First, it isn’t resignation. Hopelessness, apathy, despair, none of these have any part in patience. Just as santosh doesn’t mean accepting that things will never chance, so patience doesn’t imply a belief that your goal will never come. Often impatience is driven by fear – if I don’t get this now it may never arrive. Patience is born of the knowledge that all things have a time and in that time they come.
Take gardening. Of late I’ve been going out in the garden and wishing my plants would get a move-on. Why? Because I’m afraid they may never flourish; that if I don’t rush around fertilising and weeding and watering and what-have-you, they’ll just give up and die. Patience implies a faith in the future; that things will come. You just have to wait.
Of course, there’s always the hope deferred thing, which means you should always take advantage of opportunities when they arise; that as well as being patient we should ask ourselves ‘is there anything I should be doing here that I’m not doing? Can I actually get this thing I want right now instead of waiting?’ Marcus Aurelius said ‘Everything I want in life I can have right now if I don’t deny it to myself.’ that’s a statement I’ve been wrestling with ever since I first read it. Stoicism is not a grim-faced resignation, a sort of Hilda-Ogden heaving yourself into the kitchen after a death like Victoria Wood said (I can’t find the routine but it’s quoted here) but a refusal to give up, even in the face of despair. And there’s a lot to despair about right now – but as OH and I keep saying, even if the worst happens and the Tories are stupid enough to saddle us with BoJo, he may not last long. Perhaps he will blow himself out like a storm at sea. In any case there doesn’t seem to be much we can do right now to prevent it.
Stoicism is a useful philosophy and a forerunner of Christianity. It’s useful because it helps you to accept what is and to think of everything as contributing to your highest good. Let us consult the oracle on stoicism:
Me: how would you define stoicism in twenty words or less?
OH: We can’t control the world but we can control our emotional reactions to it.

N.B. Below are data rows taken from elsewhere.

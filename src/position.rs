use std::fmt;

/// A span of ADQL source text. Lines and columns are 1-based.
#[derive(Debug, Clone, Copy, PartialEq, Eq, Hash)]
pub struct TextPosition {
    pub begin_line: u32,
    pub begin_column: u32,
    pub end_line: u32,
    pub end_column: u32,
}

impl TextPosition {
    /// A position covering a single character.
    pub fn new(line: u32, column: u32) -> Self {
        Self {
            begin_line: line,
            begin_column: column,
            end_line: line,
            end_column: column,
        }
    }

    pub fn with_end(line: u32, column: u32, end_line: u32, end_column: u32) -> Self {
        Self {
            begin_line: line,
            begin_column: column,
            end_line,
            end_column,
        }
    }

    /// The smallest position covering both `begin` and `end`.
    pub fn span(begin: TextPosition, end: TextPosition) -> Self {
        Self {
            begin_line: begin.begin_line,
            begin_column: begin.begin_column,
            end_line: end.end_line,
            end_column: end.end_column,
        }
    }
}

impl fmt::Display for TextPosition {
    fn fmt(&self, f: &mut fmt::Formatter<'_>) -> fmt::Result {
        write!(
            f,
            "[l.{} c.{} - l.{} c.{}]",
            self.begin_line, self.begin_column, self.end_line, self.end_column
        )
    }
}

#[cfg(test)]
mod tests {
    use super::*;

    #[test]
    fn display() {
        let pos = TextPosition::with_end(1, 8, 1, 12);
        assert_eq!("[l.1 c.8 - l.1 c.12]", pos.to_string());
    }

    #[test]
    fn span_covers_both_ends() {
        let pos = TextPosition::span(TextPosition::new(2, 3), TextPosition::with_end(2, 9, 4, 1));
        assert_eq!(TextPosition::with_end(2, 3, 4, 1), pos);
    }
}
use tracing::debug;

use crate::{ast::Node, error::Error, feature::FeatureSet};

/// Walks `root` in pre-order and fails on the first node whose feature is not
///  enabled in `features`. The walk keeps its own stack, so deeply nested
///  expressions do not exhaust the call stack.
pub fn check_features(root: &dyn Node, features: &FeatureSet) -> Result<(), Error> {
    let mut stack = vec![root];
    while let Some(node) = stack.pop() {
        let feature = node.feature();
        if !features.is_enabled(&feature) {
            debug!(%feature, adql = %node.to_adql(), "rejecting disabled feature");
            return Err(Error::unsupported(node));
        }
        // Reversed so the leftmost child is visited first
        let start = stack.len();
        stack.extend(node.children());
        stack[start..].reverse();
    }
    Ok(())
}

/// Like [check_features] but collects every rejection instead of stopping at
///  the first one.
pub fn unsupported_features(root: &dyn Node, features: &FeatureSet) -> Vec<Error> {
    let mut found = Vec::new();
    let mut stack = vec![root];
    while let Some(node) = stack.pop() {
        if !features.is_enabled(&node.feature()) {
            found.push(Error::unsupported(node));
        }
        let start = stack.len();
        stack.extend(node.children());
        stack[start..].reverse();
    }
    found
}

#[cfg(test)]
mod tests {
    use super::*;
    use crate::{
        ast::{Condition, ComparisonOperator, Operand, OperationType, Query, SelectItem},
        feature::{LanguageFeature, LanguageVersion, features},
        geometry::{GeometryFunction, GeometryValue, PointFunction},
        position::TextPosition,
    };

    fn point(ra: &str, dec: &str) -> Operand {
        PointFunction::new(None, Operand::numeric(ra), Operand::numeric(dec))
            .map(|p| Operand::from(GeometryFunction::from(p)))
            .expect("valid point")
    }

    #[test]
    fn accepts_enabled_features() -> Result<(), Error> {
        let query = Query::select_from(
            vec![SelectItem::operand(Operand::op(
                Operand::numeric("1"),
                OperationType::Sum,
                Operand::column("a"),
            ))],
            "foo",
        );
        check_features(&query, &FeatureSet::for_version(LanguageVersion::V2_0))
    }

    #[test]
    fn rejects_first_disabled_feature_in_pre_order() {
        let mut set = FeatureSet::for_version(LanguageVersion::V2_1);
        set.disable(&features::POINT);
        set.disable(&features::CONTAINS);

        let contains = GeometryFunction::contains(
            GeometryValue::try_from(point("10", "20")).expect("point"),
            GeometryValue::try_from(Operand::column("area")).expect("column"),
        );
        let query = Query::select_from(vec![SelectItem::All], "foo").with_where(
            Condition::compare(Operand::from(contains), ComparisonOperator::Eq, Operand::numeric("1")),
        );

        match check_features(&query, &set) {
            Err(Error::UnsupportedFeature { feature, adql, .. }) => {
                assert_eq!(features::CONTAINS, feature);
                assert_eq!("CONTAINS(POINT(10, 20), area)", adql);
            }
            other => panic!("expected CONTAINS to be rejected, got {other:?}"),
        }

        let all = unsupported_features(&query, &set);
        assert_eq!(2, all.len());
    }

    #[test]
    fn udfs_need_their_own_feature() {
        let mut udf = Operand::udf("split", vec![Operand::column("values")]);
        udf.set_position(Some(TextPosition::with_end(1, 8, 1, 21)));
        let mut set = FeatureSet::for_version(LanguageVersion::V2_1);

        let err = check_features(&udf, &set).expect_err("udf is not declared");
        assert_eq!(Some(TextPosition::with_end(1, 8, 1, 21)), err.position());

        set.enable(LanguageFeature::udf("SPLIT"));
        assert!(check_features(&udf, &set).is_ok());
    }

    #[test]
    fn offset_is_gated() {
        let query = Query::select_from(vec![SelectItem::All], "foo").with_offset(10);
        let err = check_features(&query, &FeatureSet::for_version(LanguageVersion::V2_0));
        assert_eq!(
            Some("Unsupported feature: \"OFFSET\" (of type 'ivo://ivoa.net/std/TAPRegExt#features-adql-offset')".to_string()),
            err.err().map(|e| e.to_string())
        );
    }

    #[test]
    fn deep_trees_do_not_overflow() -> Result<(), Error> {
        let mut expr = Operand::numeric("1");
        for _ in 0..10_000 {
            expr = Operand::op(expr, OperationType::Sum, Operand::numeric("1"));
        }
        let result = check_features(&expr, &FeatureSet::for_version(LanguageVersion::V2_1));
        // Dropping a deep Box chain recurses, so unwind it by hand
        let mut current = expr;
        while let Operand::Operation(op) = current {
            current = *op.left;
        }
        result
    }
}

Brilliant. So there we have it. I may not be able to influence the result of the leadership elections but I can ask myself ‘what would Marcus Aurelius do?’ As an Emperor who considered his duty to be the happiness and welfare of the people, he would deplore BoJo’s self-serving and duplicitous nature but he would say these things are sent to teach us something. And I suggest one thing to be learnt from this process is how better to campaign and organise to defeat what I can only call the forces of evil. I don’t think Boris is evil per se but I do think the consequences of having such a person as our leader would be.